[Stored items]
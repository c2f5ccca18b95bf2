// Core modules
pub mod item;
pub mod response_parser;
pub mod price_analyzer;
pub mod filters;
pub mod search;
pub mod clients;

// Service plumbing
pub mod config;
pub mod error;
pub mod validators;
pub mod rate_limiter;
pub mod routes;

#[cfg(test)]
mod test_fixtures;

// Re-exports
pub use item::Item;
pub use response_parser::{parse_response, parse_response_report, ParseReport};
pub use price_analyzer::{calculate_price_stats, compare_prices, PriceComparison, PriceStats, Recommendation};
pub use filters::{Condition, SortOrder};
pub use search::{SearchQuery, SearchService};
pub use clients::{EbayFindingClient, ListingSource};
pub use crate::config::Settings;
pub use error::{ApiError, UpstreamError};
pub use routes::{router, AppState};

Task item:
Copy out the entries in full, exactly as they appear.

Exercise response:
repository c2f5ccca18b95bf2
// Core modules
pub mod item;
pub mod response_parser;
pub mod price_analyzer;
pub mod filters;
pub mod search;
pub mod clients;

// Service plumbing
pub mod config;
pub mod error;
pub mod validators;
pub mod rate_limiter;
pub mod routes;

#[cfg(test)]
mod test_fixtures;

// Re-exports
pub use item::Item;
pub use response_parser::{parse_response, parse_response_report, ParseReport};
pub use price_analyzer::{calculate_price_stats, compare_prices, PriceComparison, PriceStats, Recommendation};
pub use filters::{Condition, SortOrder};
pub use search::{SearchQuery, SearchService};
pub use clients::{EbayFindingClient, ListingSource};
pub use crate::config::Settings;
pub use error::{ApiError, UpstreamError};
pub use routes::{router, AppState};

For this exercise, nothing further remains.